お父さんから教えられた剣術が、外の世界でも通用するのだと知れたから。
鞘と刀が擦れる音が静かな空間に余韻を残す。腰に刀が納まった瞬間、心の内に落ち着きが広がり、全身が自然と正しい姿勢を取り戻した。
少しは、お父さんのように威厳を纏えているだろうか……なんて、そう喜んでいたのも束の間、彼が剣を抜いた瞬間にその思いは吹き飛んだ。
「スキル『桜花流一ノ型・鞘鳴り』!」
それは私とは似ても似つかないほど、とても拙くて遅いものでしたが、それでも桜花流であることは間違いなかった。
ええ、全然……そう、全く私の足元にも及ばない――それこそ真似事のようなものでしたが、その動きは間違いなく桜花流のそれでした。
ただ、あくまでも蜂蜜の上にクリームを重ね、更に砂糖を振りかけたような、甘ったるくて未完成なものです。
「でっ……できた。嘘だろ、あのスキルが貰えるなんて――」
確かに、私の動きを頭の中で理解して、その感覚や呼吸をコピーして実践できたことは評価しましょう。

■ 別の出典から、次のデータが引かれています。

//! Error types for the scheduling engine.

use thiserror::Error;

/// Input-domain violations rejected at the crate boundary.
#[derive(Debug, Clone, PartialEq, Eq, Error)]
pub enum CoreError {
    #[error("invalid rating value: {0} (expected 0, 1 or 2)")]
    InvalidRating(i64),

    #[error("a card needs at least one section")]
    EmptySections,
}

/// Result type for core operations.
pub type CoreResult<T> = Result<T, CoreError>;
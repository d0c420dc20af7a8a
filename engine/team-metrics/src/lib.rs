//! # Team Metrics
//!
//! Attributes shared alliance scores to individual teams and folds a team's
//! match history into a performance profile.
//!
//! Upstream data only reports alliance-wide totals for most scoring, so the
//! per-team numbers produced here are estimates built from a small set of
//! heuristics (equal coral split in auto, activity-weighted teleop split and a
//! fixed endgame point table).

pub mod calculator;
pub mod classifier;
pub mod config;
pub mod engine;
pub mod error;
pub mod models;
pub mod stats;



pub use calculator::{
    AutoAttributor, AutoEstimate, EndgameAttributor, EndgameEstimate, PhaseAttributor,
    TeleopAttributor, TeleopEstimate,
};
pub use classifier::{AllianceSeatClassifier, MatchClassifier, SeatAssignment};
pub use config::{EndgamePointTable, MetricsConfig, ProcessingConfig, ScoringConfig};
pub use engine::{MatchAttribution, PerformanceAggregator};
pub use error::{MetricsError, Result};
pub use models::*;

/// Current version of the metrics engine
pub const VERSION: &str = env!("CARGO_PKG_VERSION");

/// Points credited to a robot that leaves its starting line in auto
pub const DEFAULT_MOBILITY_POINTS: f64 = 3.0;

/// Teleop activity weight for a robot that crossed the auto line
pub const DEFAULT_ACTIVE_WEIGHT: f64 = 1.0;

/// Teleop activity weight for a robot that did not cross the auto line
pub const DEFAULT_INACTIVE_WEIGHT: f64 = 0.7;
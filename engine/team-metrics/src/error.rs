//! Error types for the metrics engine
//!
//! Profile computation itself never fails; these cover configuration and the
//! batch thread pool.

use thiserror::Error;

/// Result type for metrics engine operations
pub type Result<T> = std::result::Result<T, MetricsError>;

/// Errors that can occur around the metrics engine
#[derive(Error, Debug)]
pub enum MetricsError {
    #[error("Failed to read configuration file: {0}")]
    ConfigIo(#[from] std::io::Error),

    #[error("Failed to parse configuration: {0}")]
    ConfigParse(#[from] toml::de::Error),

    #[error("Failed to serialize configuration: {0}")]
    ConfigSerialize(#[from] toml::ser::Error),

    #[error("Invalid configuration: {0}")]
    InvalidConfig(String),

    #[error("Failed to build thread pool: {0}")]
    ThreadPool(#[from] rayon::ThreadPoolBuildError),
}
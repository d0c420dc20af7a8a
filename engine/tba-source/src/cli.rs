//! # Command Line Interface
//!
//! Computes team performance profiles from stored event match data.

use anyhow::{Context, Result};
use clap::{Parser, Subcommand};
use std::fmt;
use std::path::PathBuf;
use team_metrics::{MatchRecord, PerformanceAggregator, TeamPerformanceProfile};
use tracing::info;

use crate::config::ReportConfig;
use crate::error::Result as SourceResult;
use crate::mapper::team_key;
use crate::source::{JsonFileSource, MatchSource};

/// Team performance reports from The Blue Alliance match data
#[derive(Parser)]
#[command(name = "team-report")]
#[command(about = "Per-team performance profiles for FRC events and seasons")]
pub struct Cli {
    /// Directory holding `<event>_matches.json` files (overrides config)
    #[arg(short, long, global = true)]
    pub data_dir: Option<PathBuf>,

    /// Path to a TOML configuration file
    #[arg(short, long, global = true)]
    pub config: Option<PathBuf>,

    /// Command to execute
    #[command(subcommand)]
    pub command: Commands,
}

#[derive(Subcommand)]
pub enum Commands {
    /// Profile a single team
    Profile {
        /// Event code (e.g. 2025incmp)
        #[arg(long)]
        event: Option<String>,

        /// Profile across every event of a season instead of one event
        #[arg(long, conflicts_with = "event")]
        season: Option<i32>,

        /// Team number
        #[arg(long)]
        team: u32,
    },
    /// Profile several teams over the same matches
    Compare {
        /// Event code (e.g. 2025incmp)
        #[arg(long)]
        event: Option<String>,

        /// Compare across every event of a season instead of one event
        #[arg(long, conflicts_with = "event")]
        season: Option<i32>,

        /// Team numbers
        #[arg(long, num_args = 1.., required = true)]
        teams: Vec<u32>,
    },
}

/// The set of matches a report covers
#[derive(Debug, Clone, PartialEq, Eq)]
pub enum MatchScope {
    Event(String),
    Season(i32),
}

impl fmt::Display for MatchScope {
    fn fmt(&self, f: &mut fmt::Formatter<'_>) -> fmt::Result {
        match self {
            MatchScope::Event(code) => write!(f, "event {code}"),
            MatchScope::Season(year) => write!(f, "season {year}"),
        }
    }
}

/// CLI handler
pub struct CliHandler<S = JsonFileSource> {
    config: ReportConfig,
    source: S,
    aggregator: PerformanceAggregator,
}

impl CliHandler {
    pub fn new(config: ReportConfig) -> Self {
        let source = JsonFileSource::new(config.source.data_dir.clone());
        Self::with_source(config, source)
    }
}

impl<S: MatchSource> CliHandler<S> {
    pub fn with_source(config: ReportConfig, source: S) -> Self {
        let aggregator = PerformanceAggregator::new(config.metrics.clone());
        Self { config, source, aggregator }
    }

    /// Run a command and return the report as JSON
    pub fn handle_command(&self, command: Commands) -> Result<serde_json::Value> {
        match command {
            Commands::Profile { event, season, team } => {
                let profile = self.profile(&self.scope(event, season), team)?;
                Ok(serde_json::to_value(profile)?)
            }
            Commands::Compare { event, season, teams } => {
                let profiles = self.compare(&self.scope(event, season), &teams)?;
                Ok(serde_json::to_value(profiles)?)
            }
        }
    }

    pub fn profile(&self, scope: &MatchScope, team: u32) -> Result<TeamPerformanceProfile> {
        let key = team_key(team);
        let matches = self
            .matches(scope, Some(&key))
            .with_context(|| format!("Failed to load matches for {key} in {scope}"))?;

        info!("Profiling {} over {} matches in {}", key, matches.len(), scope);
        Ok(self.aggregator.compute_profile(&matches, &key))
    }

    pub fn compare(
        &self,
        scope: &MatchScope,
        teams: &[u32],
    ) -> Result<Vec<TeamPerformanceProfile>> {
        let matches = self
            .matches(scope, None)
            .with_context(|| format!("Failed to load matches for {scope}"))?;
        let keys: Vec<String> = teams.iter().copied().map(team_key).collect();

        info!("Profiling {} teams over {} matches in {}", keys.len(), matches.len(), scope);
        Ok(self.aggregator.compute_profiles(&matches, &keys)?)
    }

    /// A season when given, otherwise the named or configured default event
    pub fn scope(&self, event: Option<String>, season: Option<i32>) -> MatchScope {
        match season {
            Some(year) => MatchScope::Season(year),
            None => MatchScope::Event(
                event.unwrap_or_else(|| self.config.source.default_event.clone()),
            ),
        }
    }

    fn matches(
        &self,
        scope: &MatchScope,
        team_key: Option<&str>,
    ) -> SourceResult<Vec<MatchRecord>> {
        match scope {
            MatchScope::Event(code) => self.source.event_matches(code, team_key),
            MatchScope::Season(year) => self.source.season_matches(*year, team_key),
        }
    }
}
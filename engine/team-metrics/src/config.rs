//! Configuration for the metrics engine

use crate::error::{MetricsError, Result};
use crate::models::EndgameState;
use crate::{DEFAULT_ACTIVE_WEIGHT, DEFAULT_INACTIVE_WEIGHT, DEFAULT_MOBILITY_POINTS};
use serde::{Deserialize, Serialize};
use std::path::Path;

/// Configuration for the metrics engine
#[derive(Debug, Clone, PartialEq, Default, Serialize, Deserialize)]
#[serde(default)]
pub struct MetricsConfig {
    /// Attribution heuristics
    pub scoring: ScoringConfig,

    /// Batch processing
    pub processing: ProcessingConfig,
}

/// Constants used to attribute alliance scores to a single robot
#[derive(Debug, Clone, PartialEq, Serialize, Deserialize)]
#[serde(default)]
pub struct ScoringConfig {
    /// Points credited for crossing the auto line
    pub mobility_points: f64,

    /// Teleop activity weight for a robot that crossed the auto line
    pub active_weight: f64,

    /// Teleop activity weight for a robot that stayed put in auto
    pub inactive_weight: f64,

    /// Endgame points by final robot state
    pub endgame_points: EndgamePointTable,
}

/// Endgame points awarded per robot state
#[derive(Debug, Clone, Copy, PartialEq, Serialize, Deserialize)]
#[serde(default)]
pub struct EndgamePointTable {
    pub none: f64,
    pub parked: f64,
    pub shallow_cage: f64,
    pub deep_cage: f64,
}

/// Batch processing configuration
#[derive(Debug, Clone, PartialEq, Serialize, Deserialize)]
#[serde(default)]
pub struct ProcessingConfig {
    /// Number of threads used for multi-team batches
    pub thread_pool_size: usize,
}

impl Default for ScoringConfig {
    fn default() -> Self {
        Self {
            mobility_points: DEFAULT_MOBILITY_POINTS,
            active_weight: DEFAULT_ACTIVE_WEIGHT,
            inactive_weight: DEFAULT_INACTIVE_WEIGHT,
            endgame_points: EndgamePointTable::default(),
        }
    }
}

impl Default for EndgamePointTable {
    fn default() -> Self {
        Self { none: 0.0, parked: 2.0, shallow_cage: 6.0, deep_cage: 12.0 }
    }
}

impl EndgamePointTable {
    pub fn points_for(&self, state: EndgameState) -> f64 {
        match state {
            EndgameState::None => self.none,
            EndgameState::Parked => self.parked,
            EndgameState::ShallowCage => self.shallow_cage,
            EndgameState::DeepCage => self.deep_cage,
        }
    }
}

impl Default for ProcessingConfig {
    fn default() -> Self {
        Self { thread_pool_size: num_cpus::get() }
    }
}

impl MetricsConfig {
    /// Load configuration from TOML file
    pub fn from_file(path: impl AsRef<Path>) -> Result<Self> {
        let content = std::fs::read_to_string(path)?;
        let config: MetricsConfig = toml::from_str(&content)?;
        config.validate()?;
        Ok(config)
    }

    /// Save configuration to TOML file
    pub fn to_file(&self, path: impl AsRef<Path>) -> Result<()> {
        let content = toml::to_string_pretty(self)?;
        std::fs::write(path, content)?;
        Ok(())
    }

    /// Apply `TEAM_METRICS_*` environment overrides
    pub fn apply_env(&mut self) {
        if let Ok(points) = std::env::var("TEAM_METRICS_MOBILITY_POINTS") {
            self.scoring.mobility_points =
                points.parse().unwrap_or(DEFAULT_MOBILITY_POINTS);
        }

        if let Ok(weight) = std::env::var("TEAM_METRICS_INACTIVE_WEIGHT") {
            self.scoring.inactive_weight = weight.parse().unwrap_or(DEFAULT_INACTIVE_WEIGHT);
        }

        if let Ok(threads) = std::env::var("TEAM_METRICS_THREADS") {
            self.processing.thread_pool_size = threads.parse().unwrap_or_else(|_| num_cpus::get());
        }
    }

    /// Load defaults with environment overrides
    pub fn from_env() -> Result<Self> {
        let mut config = Self::default();
        config.apply_env();
        config.validate()?;
        Ok(config)
    }

    pub fn validate(&self) -> Result<()> {
        let scoring = &self.scoring;

        if !(scoring.active_weight > 0.0) || !(scoring.inactive_weight > 0.0) {
            return Err(MetricsError::InvalidConfig(format!(
                "activity weights must be positive (active: {}, inactive: {})",
                scoring.active_weight, scoring.inactive_weight
            )));
        }

        if scoring.mobility_points < 0.0 {
            return Err(MetricsError::InvalidConfig(format!(
                "mobility points must not be negative: {}",
                scoring.mobility_points
            )));
        }

        let table = &scoring.endgame_points;
        if [table.none, table.parked, table.shallow_cage, table.deep_cage]
            .iter()
            .any(|points| *points < 0.0)
        {
            return Err(MetricsError::InvalidConfig(
                "endgame points must not be negative".to_string(),
            ));
        }

        if self.processing.thread_pool_size == 0 {
            return Err(MetricsError::InvalidConfig(
                "thread pool size must be at least 1".to_string(),
            ));
        }

        Ok(())
    }
}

ただ、この程度で満足されても困ります。少し悔しいですが、それでも彼のことを見直すべきでしょう。
「驚きました、君には才能があるようですね」
上手く笑えていればいいですが、あまり自信はありませんでした。
あくまでも自然に、大人の余裕を失ってはいけません。
彼の方はそんな気持ちを知ってか知らずか、とても嬉しそうにしていましたが、ここは褒めた方がいいでしょう……そう、私がお父さんにされて嬉しかったように、自然な仕草で撫でてあげればいい。

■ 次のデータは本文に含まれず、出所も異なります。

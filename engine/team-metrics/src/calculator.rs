use crate::config::{EndgamePointTable, ScoringConfig};
use crate::models::{AllianceScoreBreakdown, EndgameState, ReefPlacements, Seat};
use tracing::trace;

/// Estimates one seat's share of an alliance's score for a single phase
pub trait PhaseAttributor {
    type Estimate;

    fn attribute(&self, breakdown: &AllianceScoreBreakdown, seat: Seat) -> Self::Estimate;
}

/// Auto phase estimate for one seat
#[derive(Debug, Clone, Copy, PartialEq, Default)]
pub struct AutoEstimate {
    pub crossed_line: bool,
    pub points: f64,
    pub coral_count: f64,
}

/// Teleop phase estimate for one seat
#[derive(Debug, Clone, Copy, PartialEq, Default)]
pub struct TeleopEstimate {
    pub points: f64,
    pub coral_count: f64,
    pub reef: ReefPlacements,
}

/// Endgame phase estimate for one seat
#[derive(Debug, Clone, Copy, PartialEq, Default)]
pub struct EndgameEstimate {
    pub state: EndgameState,
    pub points: f64,
}

/// Auto: mobility credit plus an equal split of bonus coral among robots that moved
#[derive(Debug, Clone)]
pub struct AutoAttributor {
    mobility_points: f64,
}

impl AutoAttributor {
    pub fn new(config: &ScoringConfig) -> Self {
        Self { mobility_points: config.mobility_points }
    }
}

impl PhaseAttributor for AutoAttributor {
    type Estimate = AutoEstimate;

    fn attribute(&self, breakdown: &AllianceScoreBreakdown, seat: Seat) -> AutoEstimate {
        if !breakdown.auto_line_crossed(seat) {
            return AutoEstimate::default();
        }

        let mut estimate =
            AutoEstimate { crossed_line: true, points: self.mobility_points, coral_count: 0.0 };

        // Coral is not tracked per robot, so only the bonus case gets a share
        if breakdown.auto_bonus_achieved {
            let crossed = breakdown.robots_crossed();
            if crossed > 0 {
                let crossed = crossed as f64;
                estimate.points += breakdown.auto_coral_points as f64 / crossed;
                estimate.coral_count = breakdown.auto_coral_count as f64 / crossed;
            }
        }

        trace!(
            "Auto estimate for seat {}: {:.2} pts, {:.2} coral",
            seat,
            estimate.points,
            estimate.coral_count
        );

        estimate
    }
}

/// Teleop: alliance totals split by activity weight
#[derive(Debug, Clone)]
pub struct TeleopAttributor {
    active_weight: f64,
    inactive_weight: f64,
}

impl TeleopAttributor {
    pub fn new(config: &ScoringConfig) -> Self {
        Self { active_weight: config.active_weight, inactive_weight: config.inactive_weight }
    }

    /// Activity weight of every seat; reduced for robots that never left the line
    pub fn activity_weights(&self, breakdown: &AllianceScoreBreakdown) -> [f64; 3] {
        Seat::ALL.map(|seat| {
            if breakdown.auto_line_crossed(seat) {
                self.active_weight
            } else {
                self.inactive_weight
            }
        })
    }

    /// Fraction of any alliance-wide teleop quantity owed to `seat`
    pub fn share(&self, breakdown: &AllianceScoreBreakdown, seat: Seat) -> f64 {
        let weights = self.activity_weights(breakdown);
        let total: f64 = weights.iter().sum();
        weights[seat.index()] / total
    }
}

impl PhaseAttributor for TeleopAttributor {
    type Estimate = TeleopEstimate;

    fn attribute(&self, breakdown: &AllianceScoreBreakdown, seat: Seat) -> TeleopEstimate {
        let share = self.share(breakdown, seat);
        let reef = &breakdown.teleop_reef;

        let estimate = TeleopEstimate {
            points: breakdown.teleop_points as f64 * share,
            coral_count: breakdown.teleop_coral_count as f64 * share,
            reef: ReefPlacements {
                top_row: reef.top_row as f64 * share,
                mid_row: reef.mid_row as f64 * share,
                bot_row: reef.bot_row as f64 * share,
                trough: reef.trough as f64 * share,
            },
        };

        trace!(
            "Teleop estimate for seat {}: {:.2} pts (share {:.3})",
            seat,
            estimate.points,
            share
        );

        estimate
    }
}

/// Endgame: fixed points per final robot state
#[derive(Debug, Clone)]
pub struct EndgameAttributor {
    table: EndgamePointTable,
}

impl EndgameAttributor {
    pub fn new(config: &ScoringConfig) -> Self {
        Self { table: config.endgame_points }
    }
}

impl PhaseAttributor for EndgameAttributor {
    type Estimate = EndgameEstimate;

    fn attribute(&self, breakdown: &AllianceScoreBreakdown, seat: Seat) -> EndgameEstimate {
        let state = breakdown.endgame_state(seat);
        EndgameEstimate { state, points: self.table.points_for(state) }
    }
}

私はそっと手を伸ばしました。指先が彼の髪に触れると、その温かさに自然と緊張がほぐれる。
彼の方は驚いていましたが、頭を撫でた際の感覚に、むしろ私の方が照れくさくなりました。
「どうですか? 君さえよければ、桜花流を覚えてはみませんか?」
その言葉に深い意味はなく、本当にただの気まぐれでした。
せっかく出会えたのだから、ここで終わらせるのも勿体ない――ただ、その程度の気持ちでしかなかった。
「本当ですか!? 本当に教えてくれるんですか!?」
予想外だったのは、彼の姿が幼いころの自分に似ていたこと。
もしも弟がいたらこんな感じなのかな――っと、そんな馬鹿げたことを考えてしまう。
返事をする間もなく詰め寄ってくるその勢いに、気がつけば笑っている自分がいました。
まるで、小さな
違うところいえば、火を噴かずに剣を持っていることでしょうか。
「ええ。ただし、簡単なことではありませんよ。
桜花流は剣技だけでなく、体の動きや呼吸すらも学ぶ必要があります」
「わかりました! 必ず覚えてみせます!」
私の言葉に彼は迷うことなく頷き、それを見た私も自然と力がはいる。
その真剣な瞳を見ながら少しだけ離れ、体勢を整えると改めて刀を握りなおす。
頭を撫でたときの温かさが残っているのか、驚くほど自然に笑みがこぼれた。
「それじゃあ、基本の型を見せてあげましょう。
私の動きをよく見て、可能であれば真似してみるといい」
桜花流二ノ型『
次の瞬間、地を蹴る音が爆ぜた。
一歩……そう、それはただの一歩でしかない。しかし、その衝撃は雷のような轟音を纏い、刀身が青白い稲光を纏っていた。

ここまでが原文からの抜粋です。